Video loaded successfully!


In [5]:
# checking the assigned numbers
model.names

{0: 'ball', 1: 'goalkeeper', 2: 'player', 3: 'referee'}

### step-2
#### Checking whether it captures the players and writing it to output.mp4

In [None]:
## Reading frame by frame
fourcc = cv2.VideoWriter_fourcc(*"mp4v")
fps = int(capture.get(cv2.CAP_PROP_FPS))

width = int(capture.get(cv2.CAP_PROP_FRAME_WIDTH))
height = int(capture.get(cv2.CAP_PROP_FRAME_HEIGHT))

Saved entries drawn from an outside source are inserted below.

use arrayvec::ArrayVec;

use crate::types::{CellKind, EntityKind, Point, MAX_PURSUERS};

#[derive(Debug, Clone, Copy, PartialEq, Eq, Hash)]
pub struct EntitySnapshot {
    pub kind: EntityKind,
    pub position: Point,
    pub radius: i32,
}

impl Default for EntitySnapshot {
    fn default() -> Self {
        Self {
            kind: EntityKind::Agent,
            position: Point::default(),
            radius: 0,
        }
    }
}

/// Read-only view of one tick, handed to the presentation layer.
///
/// Reuse one snapshot across frames with `GameState::snapshot_into`; the
/// cell and pellet buffers keep their allocation.
#[derive(Debug, Clone, PartialEq, Eq, Default)]
pub struct GameSnapshot {
    pub cols: i32,
    pub rows: i32,
    pub cell_size: i32,
    /// Row-major maze cells.
    pub cells: Vec<CellKind>,
    pub pellets: Vec<Point>,
    pub agent: EntitySnapshot,
    pub pursuers: ArrayVec<EntitySnapshot, MAX_PURSUERS>,
    pub score: u32,
    pub lives: u32,
    pub running: bool,
    pub game_over: bool,
    pub tick: u64,
}

impl GameSnapshot {
    pub fn cell(&self, gx: i32, gy: i32) -> Option<CellKind> {
        if gx < 0 || gx >= self.cols || gy < 0 || gy >= self.rows {
            return None;
        }
        self.cells
            .get((gy as usize) * (self.cols as usize) + (gx as usize))
            .copied()
    }

    /// Agent first, then pursuers in declaration order.
    pub fn entities(&self) -> impl Iterator<Item = &EntitySnapshot> {
        std::iter::once(&self.agent).chain(self.pursuers.iter())
    }
}
//! Terminal input module (engine-facing).
//!
//! This module is intentionally independent of any UI framework. It maps
//! `crossterm` key events into [`crate::types::GameAction`] and buffers them
//! in a fixed-capacity queue that the host loop drains once per tick.

pub mod map;
pub mod queue;

pub use maze_chase_types as types;

pub use map::{action_for_key, handle_key_event, should_quit};
pub use queue::InputQueue;
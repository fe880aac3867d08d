//! Core types module - shared data structures and constants
//!
//! This module defines the fundamental types used throughout the application.
//! All types are pure data structures with no external dependencies, making them
//! usable in any context (core simulation, terminal rendering, input mapping).
//!
//! # Coordinates
//!
//! Two coordinate spaces are in play:
//!
//! - **Grid**: `(gx, gy)` cell indices, `gx` in `0..cols`, `gy` in `0..rows`
//! - **Pixel**: continuous play-field coordinates, `CELL_SIZE` pixels per cell
//!
//! Entities and pellets always sit on cell centers: `g * CELL_SIZE + CELL_SIZE / 2`.
//!
//! # Game Constants
//!
//! | Constant | Value | Description |
//! |----------|-------|-------------|
//! | `CELL_SIZE` | 60 | Pixels per maze cell |
//! | `ENTITY_RADIUS` | 20 | Collision radius of agent and pursuers |
//! | `PELLET_SCORE` | 10 | Points per pellet |
//! | `INITIAL_LIVES` | 3 | Lives at game start |
//! | `TICK_MS` | 33 | Fixed timestep interval (~30 Hz) |
//! | `GAME_OVER_HOLD_MS` | 3000 | How long the final screen stays up |
//!
//! # Examples
//!
//! ```
//! use maze_chase_types::{Direction, GameAction, Point, CELL_SIZE};
//!
//! assert_eq!(GameAction::MoveLeft.direction(), Some(Direction::Left));
//! assert_eq!(GameAction::Quit.direction(), None);
//! assert_eq!(Direction::Left.delta(), (-1, 0));
//!
//! assert_eq!(Point::cell_center(1, 1, CELL_SIZE), Point::new(90, 90));
//! ```

/// Pixels per maze cell.
pub const CELL_SIZE: i32 = 60;

/// Collision radius shared by the agent and every pursuer.
pub const ENTITY_RADIUS: i32 = 20;

/// Points awarded per pellet consumed.
pub const PELLET_SCORE: u32 = 10;

/// Lives at game start.
pub const INITIAL_LIVES: u32 = 3;

/// Fixed timestep interval in milliseconds (33ms ≈ 30 Hz)
pub const TICK_MS: u32 = 33;

/// Duration the "GAME OVER" frame stays on screen after the loop ends.
pub const GAME_OVER_HOLD_MS: u32 = 3000;

/// Upper bound on pursuers in a single maze.
pub const MAX_PURSUERS: usize = 4;

/// Upper bound on input actions applied in a single tick.
pub const MAX_INPUTS_PER_TICK: usize = 16;

#[cfg(test)]
mod tests {
    use super::*;

    #[test]
    fn classic_timing_and_scoring_defaults() {
        assert_eq!(CELL_SIZE, 60);
        assert_eq!(ENTITY_RADIUS, 20);
        assert_eq!(PELLET_SCORE, 10);
        assert_eq!(INITIAL_LIVES, 3);
        assert_eq!(TICK_MS, 33);
        assert_eq!(MAX_PURSUERS, PursuerName::ALL.len());
    }

    #[test]
    fn cell_center_round_trips_to_its_cell() {
        let p = Point::cell_center(4, 1, CELL_SIZE);
        assert_eq!(p, Point::new(270, 90));
        assert_eq!((p.x / CELL_SIZE, p.y / CELL_SIZE), (4, 1));

        let next = p.offset_cells(-1, 1, CELL_SIZE);
        assert_eq!(next, Point::cell_center(3, 2, CELL_SIZE));
    }

    #[test]
    fn direction_deltas_are_axis_aligned() {
        for dir in Direction::ALL {
            let (dx, dy) = dir.delta();
            assert_eq!(dx.abs() + dy.abs(), 1, "{:?} must move along one axis", dir);
        }
    }
}

/// A point in pixel space.
#[derive(Debug, Clone, Copy, PartialEq, Eq, Hash, Default)]
pub struct Point {
    pub x: i32,
    pub y: i32,
}

impl Point {
    pub const fn new(x: i32, y: i32) -> Self {
        Self { x, y }
    }

    /// Pixel center of grid cell `(gx, gy)`.
    pub const fn cell_center(gx: i32, gy: i32, cell_size: i32) -> Self {
        Self {
            x: gx * cell_size + cell_size / 2,
            y: gy * cell_size + cell_size / 2,
        }
    }

    /// Offset by whole cells.
    pub const fn offset_cells(self, dx: i32, dy: i32, cell_size: i32) -> Self {
        Self {
            x: self.x + dx * cell_size,
            y: self.y + dy * cell_size,
        }
    }
}

/// Kind of a maze cell.
///
/// - **Wall**: impassable
/// - **Open**: walkable, holds a pellet at level start
#[derive(Debug, Clone, Copy, PartialEq, Eq, Hash)]
pub enum CellKind {
    Wall,
    Open,
}

impl CellKind {
    pub fn is_open(&self) -> bool {
        matches!(self, CellKind::Open)
    }
}

/// The four movement directions.
#[derive(Debug, Clone, Copy, PartialEq, Eq, Hash)]
pub enum Direction {
    Up,
    Down,
    Left,
    Right,
}

impl Direction {
    pub const ALL: [Direction; 4] = [
        Direction::Up,
        Direction::Down,
        Direction::Left,
        Direction::Right,
    ];

    /// One-cell grid step `(dx, dy)`; y grows downwards.
    pub fn delta(&self) -> (i32, i32) {
        match self {
            Direction::Up => (0, -1),
            Direction::Down => (0, 1),
            Direction::Left => (-1, 0),
            Direction::Right => (1, 0),
        }
    }
}

/// Actions accepted by the simulation tick.
///
/// Produced by the terminal key map, but any source (scripted tests, replays)
/// can feed them to `GameState::advance`.
#[derive(Debug, Clone, Copy, PartialEq, Eq)]
pub enum GameAction {
    /// Step the agent one cell up
    MoveUp,
    /// Step the agent one cell down
    MoveDown,
    /// Step the agent one cell left
    MoveLeft,
    /// Step the agent one cell right
    MoveRight,
    /// Stop the game; the current tick still completes
    Quit,
}

impl GameAction {
    /// Movement direction, or `None` for non-movement actions.
    pub fn direction(&self) -> Option<Direction> {
        match self {
            GameAction::MoveUp => Some(Direction::Up),
            GameAction::MoveDown => Some(Direction::Down),
            GameAction::MoveLeft => Some(Direction::Left),
            GameAction::MoveRight => Some(Direction::Right),
            GameAction::Quit => None,
        }
    }
}

/// Pursuer identities, in spawn-assignment order.
///
/// Each pursuer has a distinct color in the terminal view:
/// - **Blinky**: red
/// - **Pinky**: pink
/// - **Inky**: cyan
/// - **Clyde**: orange
#[derive(Debug, Clone, Copy, PartialEq, Eq, Hash)]
pub enum PursuerName {
    Blinky,
    Pinky,
    Inky,
    Clyde,
}

impl PursuerName {
    pub const ALL: [PursuerName; 4] = [
        PursuerName::Blinky,
        PursuerName::Pinky,
        PursuerName::Inky,
        PursuerName::Clyde,
    ];

    pub fn as_str(&self) -> &'static str {
        match self {
            PursuerName::Blinky => "blinky",
            PursuerName::Pinky => "pinky",
            PursuerName::Inky => "inky",
            PursuerName::Clyde => "clyde",
        }
    }
}

/// Pursuer behavioral mode.
///
/// Only `Chase` is implemented; the field leaves room for scatter or
/// frightened modes.
#[derive(Debug, Clone, Copy, PartialEq, Eq, Hash, Default)]
pub enum PursuerMode {
    #[default]
    Chase,
}

/// Identity tag carried by every mobile entity.
#[derive(Debug, Clone, Copy, PartialEq, Eq, Hash)]
pub enum EntityKind {
    Agent,
    Pursuer(PursuerName),
}

impl EntityKind {
    pub fn as_str(&self) -> &'static str {
        match self {
            EntityKind::Agent => "agent",
            EntityKind::Pursuer(name) => name.as_str(),
        }
    }
}

impl std::fmt::Display for EntityKind {
    fn fmt(&self, f: &mut std::fmt::Formatter<'_>) -> std::fmt::Result {
        f.write_str(self.as_str())
    }
}
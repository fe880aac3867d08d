//! Headless end-to-end: key events through the input queue into the tick loop

use crossterm::event::{KeyCode, KeyEvent, KeyModifiers};

use maze_chase::config::RunConfig;
use maze_chase::core::{GameState, Mobile};
use maze_chase::input::{action_for_key, InputQueue};
use maze_chase::types::{GameAction, Point, MAX_INPUTS_PER_TICK, PELLET_SCORE};

fn key(code: KeyCode) -> KeyEvent {
    KeyEvent::new(code, KeyModifiers::NONE)
}

fn press(queue: &mut InputQueue, code: KeyCode) {
    if let Some(action) = action_for_key(key(code)) {
        queue.push(action);
    }
}

#[test]
fn test_keys_drive_agent_through_ticks() {
    let mut game = RunConfig::default()
        .load_layout()
        .map(GameState::new)
        .unwrap();
    let mut queue = InputQueue::new();

    press(&mut queue, KeyCode::Right);
    press(&mut queue, KeyCode::Char('d'));
    let report = game.advance(queue.drain()).unwrap();
    assert_eq!(report.agent_moves, 2);
    assert_eq!(game.agent().position(), Point::new(210, 90));

    // Unmapped keys queue nothing; the tick still runs.
    press(&mut queue, KeyCode::Char('x'));
    assert!(queue.is_empty());
    let report = game.advance(queue.drain()).unwrap();
    assert_eq!(report.agent_moves, 0);
    assert_eq!(game.tick_count(), 2);
}

#[test]
fn test_quit_key_ends_loop_after_tick() {
    let mut game = GameState::classic().unwrap();
    let mut queue = InputQueue::new();

    press(&mut queue, KeyCode::Char('l'));
    press(&mut queue, KeyCode::Esc);
    let mut ticks = 0;
    while !game.game_over() {
        game.advance(queue.drain()).unwrap();
        ticks += 1;
    }

    assert_eq!(ticks, 1);
    assert_eq!(game.agent().position(), Point::new(150, 90));
    assert_eq!(game.score(), PELLET_SCORE);
}

#[test]
fn test_ctrl_c_quits() {
    let ctrl_c = KeyEvent::new(KeyCode::Char('c'), KeyModifiers::CONTROL);
    assert_eq!(action_for_key(ctrl_c), Some(GameAction::Quit));
    assert_eq!(action_for_key(key(KeyCode::Char('c'))), None);
}

#[test]
fn test_quit_survives_a_full_queue() {
    let mut game = GameState::classic().unwrap();
    let mut queue = InputQueue::new();

    for _ in 0..MAX_INPUTS_PER_TICK + 4 {
        press(&mut queue, KeyCode::Left);
    }
    press(&mut queue, KeyCode::Char('q'));
    assert_eq!(queue.len(), MAX_INPUTS_PER_TICK);
    assert_eq!(queue.dropped(), 5);

    let report = game.advance(queue.drain()).unwrap();
    assert!(report.quit);
    assert_eq!(report.blocked_moves as usize, MAX_INPUTS_PER_TICK - 1);
    assert!(game.game_over());
}

#[test]
fn test_pursuers_hold_one_cell_from_idle_agent() {
    // Chasers only step while more than a cell away, so a stationary agent
    // ends up boxed in but never caught.
    let mut game = GameState::classic().unwrap();
    for _ in 0..50 {
        assert_eq!(game.advance(&[]).unwrap().collisions, 0);
    }

    assert_eq!(game.lives(), 3);
    assert_eq!(game.pursuers()[0].position(), Point::new(150, 90));
    assert_eq!(game.pursuers()[2].position(), Point::new(90, 150));
    // Pinky and Clyde face walls on their diagonal and stay at spawn.
    assert_eq!(game.pursuers()[1].position(), game.pursuers()[1].spawn());
    assert_eq!(game.pursuers()[3].position(), game.pursuers()[3].spawn());
}
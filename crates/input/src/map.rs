//! Key mapping from terminal events to game actions.

use crate::types::GameAction;
use crossterm::event::{KeyCode, KeyEvent, KeyModifiers};

/// Map keyboard input to movement actions.
///
/// Quit keys are handled by [`should_quit`] and map to `None` here.
pub fn handle_key_event(key: KeyEvent) -> Option<GameAction> {
    match key.code {
        KeyCode::Up | KeyCode::Char('w') | KeyCode::Char('W') | KeyCode::Char('k') | KeyCode::Char('K') => {
            Some(GameAction::MoveUp)
        }
        KeyCode::Down | KeyCode::Char('s') | KeyCode::Char('S') | KeyCode::Char('j') | KeyCode::Char('J') => {
            Some(GameAction::MoveDown)
        }
        KeyCode::Left | KeyCode::Char('a') | KeyCode::Char('A') | KeyCode::Char('h') | KeyCode::Char('H') => {
            Some(GameAction::MoveLeft)
        }
        KeyCode::Right | KeyCode::Char('d') | KeyCode::Char('D') | KeyCode::Char('l') | KeyCode::Char('L') => {
            Some(GameAction::MoveRight)
        }
        _ => None,
    }
}

/// Check if key should quit the game.
pub fn should_quit(key: KeyEvent) -> bool {
    matches!(key.code, KeyCode::Char('q') | KeyCode::Char('Q') | KeyCode::Esc)
        || (key.code == KeyCode::Char('c') && key.modifiers.contains(KeyModifiers::CONTROL))
}

/// Full mapping: quit keys first, then movement.
pub fn action_for_key(key: KeyEvent) -> Option<GameAction> {
    if should_quit(key) {
        Some(GameAction::Quit)
    } else {
        handle_key_event(key)
    }
}
const GRAPHQL_EVENT_FIELDS: &str =
    "edges { node { id title dateTime description eventUrl venue { name address city } } }";

/// Which generation of the platform's query API to talk to.
#[derive(Debug, Clone, Copy, PartialEq, Eq)]
pub enum QueryDialect {
    /// Nested-object queries against `mu_api`; flat-array responses, HTML
    /// descriptions, no server-side limit.
    MuApi,
    /// GraphQL against `gql`; connection responses, escaped-markdown
    /// descriptions, limit sent as `first`.
    GraphQl,
}

impl QueryDialect {
    pub fn description_format(&self) -> DescriptionFormat {
        match self {
            QueryDialect::MuApi => DescriptionFormat::Html,
            QueryDialect::GraphQl => DescriptionFormat::EscapedMarkdown,
        }
    }
}

pub struct QueryAdapter {
    session: Arc<dyn Session>,
    dialect: QueryDialect,
    truncate: TruncatePolicy,
}

impl QueryAdapter {
    pub fn new(session: Arc<dyn Session>, dialect: QueryDialect, truncate: TruncatePolicy) -> Self {
        Self {
            session,
            dialect,
            truncate,
        }
    }

    async fn fetch_mu_api(&self, event_type: EventType, group: &str) -> Result<Vec<RawEvent>> {
        // the listing page sets up the cookies the api expects
        let page_url = self.session.resolve(&format!("{group}/events/{event_type}/"))?;
        self.session
            .navigate(&page_url)
            .await
            .with_context(|| format!("unable to open {event_type} events page for {group}"))?;

        let endpoint = self
            .session
            .resolve(&format!("mu_api/urlname/events/{event_type}"))?;

        // selects the group for the api session; the response is not used
        let mut context_url = endpoint.clone();
        context_url
            .query_pairs_mut()
            .append_pair("queries", &microtarget_query(group));
        if let Err(err) = self.session.request(Method::GET, &context_url, None).await {
            tracing::warn!(group, "group context query failed: {err}");
        }

        let mut url = endpoint;
        url.query_pairs_mut()
            .append_pair("queries", &mu_api_query(group, event_type));

        let body = self
            .session
            .request(Method::GET, &url, None)
            .await
            .with_context(|| format!("{event_type} events query failed for {group}"))?;

        Ok(RawResponse::decode(&body).into_events())
    }

    async fn fetch_graphql(
        &self,
        event_type: EventType,
        group: &str,
        limit: Option<usize>,
    ) -> Result<Vec<RawEvent>> {
        let url = self.session.resolve("gql")?;
        let body = json!({
            "query": graphql_query(event_type),
            "variables": { "urlname": group, "first": limit },
        });

        let response = self
            .session
            .request(Method::POST, &url, Some(body))
            .await
            .with_context(|| format!("{event_type} events query failed for {group}"))?;

        Ok(RawResponse::decode(&response).into_events())
    }
}
use crate::models::Venue;

pub const DEFAULT_SEPARATOR: &str = ", ";

/// Joins the populated venue fields (name, address, city) in that order,
/// dropping values already seen. Blank fields count as missing.
pub fn compose_location(venue: Option<&Venue>, separator: &str) -> String {
    let venue = match venue {
        Some(venue) => venue,
        None => return String::new(),
    };

    let mut parts: Vec<&str> = Vec::with_capacity(3);
    for value in [&venue.name, &venue.address, &venue.city]
        .into_iter()
        .flatten()
        .filter(|value| !value.trim().is_empty())
    {
        if !parts.contains(&value.as_str()) {
            parts.push(value.as_str());
        }
    }
    parts.join(separator)
}
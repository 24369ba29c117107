use std::io;
use std::path::{Path, PathBuf};

use futures::future::join_all;
use serde::Deserialize;
use thiserror::Error;
use tokio::fs;

use crate::models::EventData;

pub const DEFAULT_FILE_NAME: &str = "{day}-meetup.md";

const FENCE: &str = "---";
const BOM: char = '\u{feff}';

#[derive(Debug, Error)]
pub enum StoreError {
    #[error("unable to create target directory {path}: {source}")]
    CreateDir { path: PathBuf, source: io::Error },
    #[error("unable to read {path}: {source}")]
    Read { path: PathBuf, source: io::Error },
    #[error("unable to parse front matter of {path}: {reason}")]
    FrontMatter { path: PathBuf, reason: String },
    #[error("unable to write {path}: {source}")]
    Write { path: PathBuf, source: io::Error },
}

#[derive(Debug, Clone, Copy, PartialEq, Eq)]
pub enum StoreOutcome {
    Created,
    Overwritten,
    SkippedLocked,
}

#[derive(Debug, Clone, Default, PartialEq, Eq)]
pub struct StoreReport {
    pub created: usize,
    pub overwritten: usize,
    pub skipped: usize,
    pub failed: usize,
}

impl StoreReport {
    pub fn written(&self) -> usize {
        self.created + self.overwritten
    }
}

/// Front matter of a persisted event file.
#[derive(Debug, Clone, Default, PartialEq, Eq, Deserialize)]
#[serde(default)]
pub struct FrontMatter {
    pub date: Option<String>,
    pub link: Option<String>,
    pub location: Option<String>,
    pub title: Option<String>,
    pub locked: bool,
}

#[derive(Debug, Default, Deserialize)]
struct LockFlag {
    #[serde(default)]
    locked: bool,
}

/// Doubles single quotes so the value survives inside a single-quoted
/// YAML scalar.
pub fn escape_front_matter(value: &str) -> String {
    value.replace('\'', "''")
}

pub fn render(event: &EventData) -> String {
    format!(
        "---\n\
         date: '{date}'\n\
         link: '{link}'\n\
         location: '{location}'\n\
         title: '{title}'\n\
         locked: false\n\
         ---\n\
         {description}\n",
        date = escape_front_matter(&event.date),
        link = escape_front_matter(&event.link),
        location = escape_front_matter(&event.location),
        title = escape_front_matter(&event.title),
        description = event.description,
    )
}

/// Fills `{day}`, `{date}` and `{id}` in the file name pattern.
pub fn file_name(pattern: &str, event: &EventData) -> String {
    pattern
        .replace("{day}", event.day())
        .replace("{date}", &event.date.replace(':', "-"))
        .replace("{id}", event.id.as_deref().unwrap_or("event"))
}

/// Text after the opening fence line, if `content` opens with one. A leading
/// byte order mark and whitespace around the fence are ignored.
fn after_opening_fence(content: &str) -> Option<&str> {
    let content = content.strip_prefix(BOM).unwrap_or(content);
    let (first, rest) = content.split_once('\n')?;
    (first.trim() == FENCE).then_some(rest)
}

/// Splits `content` into its front matter block and body. Files without a
/// leading fence have no front matter.
pub fn split_front_matter(content: &str) -> Option<(&str, &str)> {
    let rest = after_opening_fence(content)?;

    let mut offset = 0;
    for line in rest.split_inclusive('\n') {
        if line.trim() == FENCE {
            let yaml = &rest[..offset];
            let body = &rest[offset + line.len()..];
            return Some((yaml, body));
        }
        offset += line.len();
    }
    None
}

pub fn parse_front_matter(content: &str) -> Result<FrontMatter, String> {
    match split_front_matter(content) {
        Some((yaml, _)) if !yaml.trim().is_empty() => {
            serde_yaml::from_str(yaml).map_err(|err| err.to_string())
        }
        _ => Ok(FrontMatter::default()),
    }
}

fn is_locked(content: &str) -> Result<bool, String> {
    match split_front_matter(content) {
        Some((yaml, _)) if !yaml.trim().is_empty() => serde_yaml::from_str::<LockFlag>(yaml)
            .map(|flag| flag.locked)
            .map_err(|err| err.to_string()),
        Some(_) => Ok(false),
        None if after_opening_fence(content).is_some() => {
            Err("front matter has no closing fence".to_string())
        }
        None => Ok(false),
    }
}

/// Writes one event into `dir`, unless a file for it exists and is locked.
pub async fn store_event(
    event: &EventData,
    dir: &Path,
    pattern: &str,
) -> Result<StoreOutcome, StoreError> {
    let path = dir.join(file_name(pattern, event));

    let exists = fs::try_exists(&path)
        .await
        .map_err(|source| StoreError::Read {
            path: path.clone(),
            source,
        })?;

    let outcome = if exists {
        let existing = fs::read_to_string(&path)
            .await
            .map_err(|source| StoreError::Read {
                path: path.clone(),
                source,
            })?;
        let locked = is_locked(&existing).map_err(|reason| StoreError::FrontMatter {
            path: path.clone(),
            reason,
        })?;
        if locked {
            return Ok(StoreOutcome::SkippedLocked);
        }
        StoreOutcome::Overwritten
    } else {
        StoreOutcome::Created
    };

    fs::write(&path, render(event))
        .await
        .map_err(|source| StoreError::Write { path, source })?;
    Ok(outcome)
}

/// Persists every event concurrently. Individual failures are logged and
/// counted; only a target directory that cannot be created is an error.
pub async fn store_events(
    events: &[EventData],
    target: &Path,
    pattern: &str,
) -> Result<StoreReport, StoreError> {
    fs::create_dir_all(target)
        .await
        .map_err(|source| StoreError::CreateDir {
            path: target.to_path_buf(),
            source,
        })?;

    let results = join_all(events.iter().map(|event| async move {
        let name = file_name(pattern, event);
        (name, store_event(event, target, pattern).await)
    }))
    .await;

    let mut report = StoreReport::default();
    for (name, result) in results {
        match result {
            Ok(StoreOutcome::Created) => {
                tracing::info!("> created {name}");
                report.created += 1;
            }
            Ok(StoreOutcome::Overwritten) => {
                tracing::info!("> overwritten {name}");
                report.overwritten += 1;
            }
            Ok(StoreOutcome::SkippedLocked) => {
                tracing::info!("> skipped {name} (locked)");
                report.skipped += 1;
            }
            Err(err) => {
                tracing::error!("> failed {name}: {err}");
                report.failed += 1;
            }
        }
    }
    Ok(report)
}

out = cv2.VideoWriter("./output_video.mp4",fourcc,fps,(width,height))

while True:
    ## This retures the boolean value and the frame while reading frame by frame
    ret,frame = capture.read()

    ## Break out of the while loop when all frames are processed
    if not ret:
        break

    ## Running the YOLO model detection on the frame
    results = model(frame)

    ## Extracting the detections from the results
    detections = results[0].boxes.data.cpu().numpy()

    ## looping over the detection to get the coordinates , score and class id
    for det in detections:
        x1,y1,x2,y2,score,class_id = det
        
        ## player class is 2
        if int(class_id)==2:
            ## Draw the bounding box around
            cv2.rectangle(frame, (int(x1), int(y1)), (int(x2), int(y2)), (0, 255, 0), 2)
            cv2.putText(frame, f"Player", (int(x1), int(y1) - 10), cv2.FONT_HERSHEY_SIMPLEX,
                        0.6, (0, 255, 0), 2)
            
    out.write(frame)

## At last release the variables 
capture.release()
out.release()
cv2.destroyAllWindows() 


0: 384x640 1 ball, 16 players, 2 referees, 951.6ms
Speed: 9.4ms preprocess, 951.6ms inference, 2.0ms postprocess per image at shape (1, 3, 384, 640)

0: 384x640 18 players, 2 referees, 935.1ms
Speed: 2.0ms preprocess, 935.1ms inference, 1.2ms postprocess per image at shape (1, 3, 384, 640)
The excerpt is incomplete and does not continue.